Dix jours après l’élection présidentielle qui a propulsé le président Ould Abdel Aziz à un deuxième mandat consécutif ; sept mois après les municipales et législatives qui ont permis, à son parti, de rafler la majorité des sièges ; où en est-on ? Quel visage offre notre démocratie ? Le tableau est, malheureusement, guère reluisant : une scène politique en lambeaux ; des partis qui se regardent en chiens de faïence ; aucune perspective ni possibilité de compromis à l’horizon ; un peuple hagard, pris en otage par sa classe politique et ne sachant plus sur quel pied danser. Face à des prix qui flambent sans arrêt, rendant la vie impossible, il ne sait plus où donner de la tête. Même la campagne électorale, naguère exutoire, moyen d’oublier un quotidien difficile et occasion de se faire un peu d’argent à moindre frais, n’est plus qu’un tonneau vide. Le nerf de la guerre en fut le plus grand absent, sauf pour quelques privilégiés. Dont la qualité première n’est pas le partage. D’où une démobilisation sans précédent. A qui la faute ? A l’opposition qui a refusé de jouer le jeu, en l’absence de garanties réelles ? Au pouvoir qui a refusé de lâcher du lest, au risque de porter un coup dur à notre démocratie ?

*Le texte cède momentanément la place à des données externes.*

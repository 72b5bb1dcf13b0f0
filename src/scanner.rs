//! Extraction of requirements from source documents.
//!
//! The [`Scanner`] walks a directory of `.html` and `.md` documents in sorted
//! order, parses every `<requirement>` declaration, and reconciles it against
//! the working set of the active release. Keys are minted for declarations
//! that lack one and written back into the documents together with the current
//! version.

use std::{
    collections::{BTreeMap, HashMap, HashSet, btree_map::Entry},
    ffi::OsStr,
    io,
    path::{Path, PathBuf},
};

use chrono::{DateTime, Utc};
use tracing::instrument;
use walkdir::{DirEntry, WalkDir};

use crate::domain::{KeyGenerator, KeyRegistry, Requirement};

pub mod declaration;
pub mod reconcile;

pub use declaration::{Declaration, ProcedureRef};
use reconcile::Change;

const DOCUMENT_EXTENSIONS: &[&str] = &["html", "md"];

/// Errors raised while scanning documents.
#[derive(Debug, thiserror::Error)]
pub enum ScanError {
    /// A key is declared more than once.
    #[error("duplicate requirement key '{key}' in '{document}' (first declared in '{first}')")]
    DuplicateRequirementKey {
        /// The repeated key.
        key: String,
        /// Document of the first declaration.
        first: String,
        /// Document of the repeated declaration.
        document: String,
    },

    /// A key declared in a document belongs to an archived requirement.
    #[error("requirement key '{key}' in '{document}' belongs to an archived requirement")]
    ArchivedRequirementKey {
        /// The reused key.
        key: String,
        /// Document of the declaration.
        document: String,
    },

    /// A test procedure reference is missing its id or names an unknown one.
    #[error(
        "unknown test procedure '{id}' for actor '{actor}' in requirement '{requirement}' ({document})"
    )]
    UnknownTestProcedureReference {
        /// Key or title of the declaring requirement.
        requirement: String,
        /// Actor the reference belongs to.
        actor: String,
        /// The referenced id, possibly empty.
        id: String,
        /// Document of the declaration.
        document: String,
    },

    /// A declared key cannot be used as a record file name.
    #[error("invalid requirement key '{key}' in '{document}'")]
    InvalidRequirementKey {
        /// The offending key.
        key: String,
        /// Document of the declaration.
        document: String,
    },

    /// A document is not valid UTF-8.
    #[error("'{path}' is not valid UTF-8")]
    InvalidEncoding {
        /// The document path.
        path: PathBuf,
    },

    /// A document could not be read or written.
    #[error("failed to access '{path}': {source}")]
    Io {
        /// The document path.
        path: PathBuf,
        /// The underlying error.
        source: io::Error,
    },
}

/// A declaration and the document it was found in.
#[derive(Debug, Clone, PartialEq, Eq)]
pub struct Located {
    /// Document path relative to the input root, `/` separated.
    pub document: String,
    /// The parsed declaration.
    pub declaration: Declaration,
}

/// Options for a single scan.
#[derive(Debug, Clone, Copy)]
pub struct ScanOptions {
    /// Reconcile in memory only; never write documents.
    pub dry_run: bool,
    /// Timestamp applied to every change.
    pub now: DateTime<Utc>,
}

/// The result of a scan.
#[derive(Debug, Clone, Default, PartialEq, Eq)]
pub struct ScanOutcome {
    /// Every key declared in the documents.
    pub seen: HashSet<String>,
    /// Documents whose declarations were rewritten (or would have been, in a
    /// dry run).
    pub rewritten: Vec<PathBuf>,
    /// Requirements created by this scan.
    pub created: usize,
    /// Requirements changed substantively or revived.
    pub modified: usize,
    /// Requirements whose only change was their document.
    pub moved: usize,
}

/// Scans a directory tree of documents.
#[derive(Debug, Clone)]
pub struct Scanner {
    input: PathBuf,
}

impl Scanner {
    /// Creates a scanner rooted at `input`.
    #[must_use]
    pub fn new(input: impl Into<PathBuf>) -> Self {
        Self {
            input: input.into(),
        }
    }

    /// The root of the scanned tree.
    #[must_use]
    pub fn input(&self) -> &Path {
        &self.input
    }

    /// All documents under the input root, in sorted order.
    ///
    /// Hidden directories (such as the project directory) are skipped.
    #[must_use]
    pub fn documents(&self) -> Vec<PathBuf> {
        WalkDir::new(&self.input)
            .sort_by_file_name()
            .into_iter()
            .filter_entry(|entry| entry.depth() == 0 || !is_hidden(entry))
            .filter_map(Result::ok)
            .filter(|entry| entry.file_type().is_file())
            .filter(|entry| {
                entry
                    .path()
                    .extension()
                    .and_then(OsStr::to_str)
                    .is_some_and(|extension| {
                        DOCUMENT_EXTENSIONS
                            .iter()
                            .any(|known| extension.eq_ignore_ascii_case(known))
                    })
            })
            .map(DirEntry::into_path)
            .collect()
    }

    /// The path of `path` relative to the input root, `/` separated.
    fn document_name(&self, path: &Path) -> String {
        path.strip_prefix(&self.input)
            .unwrap_or(path)
            .components()
            .map(|component| component.as_os_str().to_string_lossy())
            .collect::<Vec<_>>()
            .join("/")
    }

    fn read(path: &Path) -> Result<String, ScanError> {
        std::fs::read_to_string(path).map_err(|source| {
            if source.kind() == io::ErrorKind::InvalidData {
                ScanError::InvalidEncoding {
                    path: path.to_path_buf(),
                }
            } else {
                ScanError::Io {
                    path: path.to_path_buf(),
                    source,
                }
            }
        })
    }

    fn write(path: &Path, text: &str) -> Result<(), ScanError> {
        std::fs::write(path, text).map_err(|source| ScanError::Io {
            path: path.to_path_buf(),
            source,
        })
    }

    /// Parses every declaration without modifying anything.
    ///
    /// # Errors
    ///
    /// Returns an error if a document cannot be read.
    pub fn declarations(&self) -> Result<Vec<Located>, ScanError> {
        let mut located = Vec::new();
        for path in self.documents() {
            let text = Self::read(&path)?;
            let document = self.document_name(&path);
            declaration::rewrite_blocks::<ScanError>(&text, |block| {
                located.push(Located {
                    document: document.clone(),
                    declaration: block.declaration(),
                });
                Ok(())
            })?;
        }
        Ok(located)
    }

    /// Reconciles every declaration against `requirements`.
    ///
    /// Declarations without a key receive one from `generator`; `registry`
    /// must already hold every key in use. Existing requirements are updated
    /// in place and new ones inserted. Requirements that were not declared are
    /// left untouched; see [`reconcile::detect_removed`].
    ///
    /// Documents are rewritten as each one is processed, so an error part way
    /// through leaves earlier documents rewritten.
    ///
    /// # Errors
    ///
    /// Returns [`ScanError::DuplicateRequirementKey`] if a key is declared
    /// twice, or an error if a document cannot be read or written.
    #[instrument(skip_all, fields(input = %self.input.display(), dry_run = options.dry_run))]
    pub fn scan<G: KeyGenerator>(
        &self,
        requirements: &mut BTreeMap<String, Requirement>,
        generator: &mut G,
        registry: &mut KeyRegistry,
        options: ScanOptions,
    ) -> Result<ScanOutcome, ScanError> {
        let mut outcome = ScanOutcome::default();
        let mut first_seen: HashMap<String, String> = HashMap::new();

        for path in self.documents() {
            let original = Self::read(&path)?;
            let document = self.document_name(&path);

            let updated = declaration::rewrite_blocks(&original, |block| {
                let declaration = block.declaration();
                let key = declaration.key.clone().unwrap_or_else(|| {
                    let key = generator.generate(registry);
                    tracing::debug!(%key, %document, "minted key");
                    block.start.set("key", &key);
                    key
                });

                if let Some(first) = first_seen.get(&key) {
                    return Err(ScanError::DuplicateRequirementKey {
                        key,
                        first: first.clone(),
                        document: document.clone(),
                    });
                }
                first_seen.insert(key.clone(), document.clone());

                let version = match requirements.entry(key.clone()) {
                    Entry::Occupied(mut entry) => {
                        let existing = entry.get_mut();
                        let change = reconcile::reconcile_existing(
                            existing,
                            &declaration,
                            &document,
                            options.now,
                        );
                        match change {
                            Change::Modified => outcome.modified += 1,
                            Change::Moved => outcome.moved += 1,
                            Change::Created | Change::Unchanged => {}
                        }
                        tracing::debug!(%key, ?change, status = %existing.lifecycle(), "reconciled");
                        existing.version()
                    }
                    Entry::Vacant(entry) => {
                        let requirement = reconcile::create_new(
                            key.clone(),
                            &declaration,
                            document.clone(),
                            options.now,
                        );
                        tracing::debug!(%key, change = ?Change::Created, "reconciled");
                        outcome.created += 1;
                        entry.insert(requirement).version()
                    }
                };
                registry.insert(key.clone());
                outcome.seen.insert(key);

                block.start.set("version", &version.to_string());
                Ok(())
            })?;

            if updated != original {
                if options.dry_run {
                    tracing::debug!(%document, "dry run, not rewriting");
                } else {
                    Self::write(&path, &updated)?;
                    tracing::debug!(%document, "rewrote declarations");
                }
                outcome.rewritten.push(path);
            }
        }

        Ok(outcome)
    }

    /// Removes every lock directive from every declaration.
    ///
    /// Returns the documents that changed.
    ///
    /// # Errors
    ///
    /// Returns an error if a document cannot be read or written.
    #[instrument(skip(self), fields(input = %self.input.display()))]
    pub fn reset_lock_directives(&self, dry_run: bool) -> Result<Vec<PathBuf>, ScanError> {
        let mut changed = Vec::new();
        for path in self.documents() {
            let original = Self::read(&path)?;
            let updated = declaration::rewrite_blocks::<ScanError>(&original, |block| {
                block.strip_lock_directives();
                Ok(())
            })?;
            if updated != original {
                if !dry_run {
                    Self::write(&path, &updated)?;
                }
                changed.push(path);
            }
        }
        tracing::info!(documents = changed.len(), "reset lock directives");
        Ok(changed)
    }
}

fn is_hidden(entry: &DirEntry) -> bool {
    entry.file_name().to_str().is_some_and(|name| name.starts_with('.'))
}
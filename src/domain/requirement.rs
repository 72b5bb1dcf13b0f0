use std::{collections::BTreeMap, fmt};

use chrono::{DateTime, Utc};
use serde::{Deserialize, Serialize};

use crate::domain::fingerprint;

/// A requirement is a traceable statement extracted from a document.
///
/// Its identity is the `key`. The content contributes to the fingerprint, the
/// metadata tracks where the requirement lives and how it evolved.
#[derive(Debug, Clone, PartialEq, Eq)]
pub struct Requirement {
    pub(crate) key: String,
    pub(crate) content: Content,
    pub(crate) metadata: Metadata,
}

/// The semantically important content of the requirement.
///
/// This contributes to the 'fingerprint' of the requirement.
#[derive(Debug, Clone, Default, PartialEq, Eq)]
pub struct Content {
    /// Short title of the requirement.
    pub title: String,
    /// The requirement body as stored (cleaned, markup preserved).
    pub text: String,
    /// Modal obligation keyword, e.g. `SHALL`, `SHOULD` or `MAY`.
    pub conformance: String,
    /// Names of the roles responsible for the requirement.
    pub actors: Vec<String>,
    /// Test procedure ids keyed by actor name.
    ///
    /// Every actor has an entry, possibly with an empty list.
    pub test_procedures: BTreeMap<String, Vec<String>>,
}

impl Content {
    /// Calculate the fingerprint of this content.
    #[must_use]
    pub fn fingerprint(&self) -> String {
        fingerprint::build_fingerprint(
            &self.text,
            &self.title,
            &self.conformance,
            &self.actors,
            &self.test_procedures,
        )
    }
}

/// Requirement metadata.
///
/// Does not contribute to the requirement fingerprint.
#[derive(Debug, Clone, PartialEq, Eq)]
pub(crate) struct Metadata {
    pub(crate) version: u32,
    pub(crate) lifecycle: LifecycleStatus,
    pub(crate) publication: PublicationStatus,
    /// Fingerprint of the content at the time it was last reconciled.
    pub(crate) content_hash: String,
    /// Document the requirement was last seen in, relative to the input root.
    pub(crate) source: String,
    pub(crate) created: Option<DateTime<Utc>>,
    pub(crate) modified: Option<DateTime<Utc>>,
    pub(crate) deleted: Option<DateTime<Utc>>,
    pub(crate) date: Option<DateTime<Utc>>,
}

/// Where a requirement stands in its release lifecycle.
#[derive(Debug, Clone, Copy, PartialEq, Eq, PartialOrd, Ord, Hash, Serialize, Deserialize)]
#[serde(rename_all = "SCREAMING_SNAKE_CASE")]
pub enum LifecycleStatus {
    /// First seen in the current release.
    New,
    /// Carried into the current release without changes.
    Stable,
    /// Substantively changed since it became stable.
    Modified,
    /// Declared in a different document than before.
    Moved,
    /// Removed before it ever became stable; dropped from the store on save.
    MarkedForDeletion,
    /// Removed from the documents; retained until the next release archives it.
    Deleted,
}

impl LifecycleStatus {
    /// The publication status implied by this lifecycle status.
    #[must_use]
    pub const fn publication(self) -> PublicationStatus {
        match self {
            Self::New => PublicationStatus::Draft,
            Self::Stable | Self::Modified | Self::Moved => PublicationStatus::Active,
            Self::MarkedForDeletion | Self::Deleted => PublicationStatus::Retired,
        }
    }
}

impl fmt::Display for LifecycleStatus {
    fn fmt(&self, f: &mut fmt::Formatter<'_>) -> fmt::Result {
        let label = match self {
            Self::New => "NEW",
            Self::Stable => "STABLE",
            Self::Modified => "MODIFIED",
            Self::Moved => "MOVED",
            Self::MarkedForDeletion => "MARKED_FOR_DELETION",
            Self::Deleted => "DELETED",
        };
        f.pad(label)
    }
}

/// Coarse publication state derived from the [`LifecycleStatus`].
#[derive(Debug, Clone, Copy, PartialEq, Eq, Hash, Serialize, Deserialize)]
#[serde(rename_all = "SCREAMING_SNAKE_CASE")]
pub enum PublicationStatus {
    /// Not yet part of a release.
    Draft,
    /// Published in the current release.
    Active,
    /// Withdrawn.
    Retired,
    /// Unrecognised value read from storage.
    #[serde(other)]
    Unknown,
}

impl Requirement {
    /// Create a new requirement as first seen by the scanner.
    ///
    /// The requirement starts out `NEW` at version 0, and every timestamp is
    /// set to `now`.
    #[must_use]
    pub fn new(key: String, content: Content, source: String, now: DateTime<Utc>) -> Self {
        let content_hash = content.fingerprint();
        let metadata = Metadata {
            version: 0,
            lifecycle: LifecycleStatus::New,
            publication: LifecycleStatus::New.publication(),
            content_hash,
            source,
            created: Some(now),
            modified: Some(now),
            deleted: None,
            date: Some(now),
        };
        Self {
            key,
            content,
            metadata,
        }
    }

    /// The unique key of this requirement.
    #[must_use]
    pub fn key(&self) -> &str {
        &self.key
    }

    /// The requirement's content.
    #[must_use]
    pub const fn content(&self) -> &Content {
        &self.content
    }

    /// The title of the requirement.
    #[must_use]
    pub fn title(&self) -> &str {
        &self.content.title
    }

    /// The stored body of the requirement.
    #[must_use]
    pub fn text(&self) -> &str {
        &self.content.text
    }

    /// The revision number.
    #[must_use]
    pub const fn version(&self) -> u32 {
        self.metadata.version
    }

    /// The lifecycle status.
    #[must_use]
    pub const fn lifecycle(&self) -> LifecycleStatus {
        self.metadata.lifecycle
    }

    /// The publication status.
    #[must_use]
    pub const fn publication(&self) -> PublicationStatus {
        self.metadata.publication
    }

    /// The stored content fingerprint.
    #[must_use]
    pub fn content_hash(&self) -> &str {
        &self.metadata.content_hash
    }

    /// Document the requirement is declared in.
    #[must_use]
    pub fn source(&self) -> &str {
        &self.metadata.source
    }

    /// When the requirement was first seen.
    #[must_use]
    pub const fn created(&self) -> Option<DateTime<Utc>> {
        self.metadata.created
    }

    /// When the requirement last changed.
    #[must_use]
    pub const fn modified(&self) -> Option<DateTime<Utc>> {
        self.metadata.modified
    }

    /// When the requirement was removed from the documents, if it was.
    #[must_use]
    pub const fn deleted(&self) -> Option<DateTime<Utc>> {
        self.metadata.deleted
    }

    /// When the requirement last had a lifecycle event.
    #[must_use]
    pub const fn date(&self) -> Option<DateTime<Utc>> {
        self.metadata.date
    }

    /// Returns a value generated by hashing the current content.
    ///
    /// This may differ from [`Requirement::content_hash`] while a change is
    /// being reconciled.
    #[must_use]
    pub fn fingerprint(&self) -> String {
        self.content.fingerprint()
    }

    /// Whether the requirement was first seen in the current release.
    #[must_use]
    pub fn is_new(&self) -> bool {
        self.metadata.lifecycle == LifecycleStatus::New
    }

    /// Whether the requirement is unchanged since the last release.
    #[must_use]
    pub fn is_stable(&self) -> bool {
        self.metadata.lifecycle == LifecycleStatus::Stable
    }

    /// Whether the requirement is soft-deleted.
    #[must_use]
    pub fn is_deleted(&self) -> bool {
        self.metadata.lifecycle == LifecycleStatus::Deleted
    }

    /// Whether the requirement is due for physical removal.
    #[must_use]
    pub fn is_marked_for_deletion(&self) -> bool {
        self.metadata.lifecycle == LifecycleStatus::MarkedForDeletion
    }

    /// Replace the content and refresh the stored fingerprint.
    pub(crate) fn set_content(&mut self, content: Content) {
        self.metadata.content_hash = content.fingerprint();
        self.content = content;
    }

    /// Replace only the stored body, leaving the fingerprint untouched.
    pub(crate) fn set_text(&mut self, text: String) {
        self.content.text = text;
    }

    pub(crate) fn set_source(&mut self, source: String) {
        self.metadata.source = source;
    }

    pub(crate) const fn bump_version(&mut self) {
        self.metadata.version += 1;
    }

    /// Record that the requirement changed at `now`.
    pub(crate) const fn touch(&mut self, now: DateTime<Utc>) {
        self.metadata.modified = Some(now);
        self.metadata.date = Some(now);
    }

    const fn transition(&mut self, lifecycle: LifecycleStatus) {
        self.metadata.lifecycle = lifecycle;
        self.metadata.publication = lifecycle.publication();
    }

    /// Promote to `STABLE`, as happens when a new release is cut.
    pub const fn mark_stable(&mut self) {
        self.transition(LifecycleStatus::Stable);
    }

    /// Flag a substantive change.
    pub const fn mark_modified(&mut self) {
        self.transition(LifecycleStatus::Modified);
    }

    /// Flag a change of source document.
    pub const fn mark_moved(&mut self) {
        self.transition(LifecycleStatus::Moved);
    }

    /// Soft-delete the requirement.
    pub const fn mark_deleted(&mut self, now: DateTime<Utc>) {
        self.transition(LifecycleStatus::Deleted);
        self.metadata.deleted = Some(now);
        self.metadata.date = Some(now);
    }

    /// Schedule the requirement for physical removal from the store.
    pub const fn mark_for_deletion(&mut self, now: DateTime<Utc>) {
        self.transition(LifecycleStatus::MarkedForDeletion);
        self.metadata.deleted = Some(now);
        self.metadata.date = Some(now);
    }

    /// Bring a deleted requirement back into active tracking.
    pub const fn revive(&mut self) {
        self.transition(LifecycleStatus::Modified);
        self.metadata.deleted = None;
    }

    /// Clear any pending deletion timestamp.
    pub(crate) const fn clear_deleted(&mut self) {
        self.metadata.deleted = None;
    }
}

Certes, il serait aisé de renvoyer tout ce monde dos à dos. Et de faire sienne la formule « Un pour tous, tous pourris ». Cela nous sortira-t-il pour autant de l’auberge ? Va-t-on rester encore cinq ans dans cette situation de ni guerre ni paix ? Avec une opposition qui refuse de reconnaître le pouvoir mais sans aucun moyen de lui opposer quoi que ce soit ? Avec un pouvoir qui détient tous les leviers et un rapport de forces apparemment tout à sa faveur ? Débat ? Nul. Critiques ? Non avenues. Corrections ? Tout est pour le mieux dans le meilleur des mondes et, s’il ne l’est pas, on fera comme si. Au p’tit bonheur la chance. Au pif, à l’esbroufe, à l’applaudimètre. Mais cinq ans, c’est trop ! Et pire, encore, si, derrière, il n’y a rien… Messieurs, trouvez-vous une formule pour dépasser vos divergences. Nous en avons assez de vos querelles byzantines. Mettez-vous au travail, afin que s’atténuent, réellement, nos difficultés quotidiennes. Ouvrez-nous une vraie voie – pas une promesse, pas un rêve – où nous ayons, nous, les citoyens qui vous font vivre, une autre fonction que ramasse-miettes de vos prébendes sur les richesses de notre pays. Politiciens, devenez de vrais politiques, de vrais artisans de la vie de la cité : rendez-nous, enfin, notre RIM !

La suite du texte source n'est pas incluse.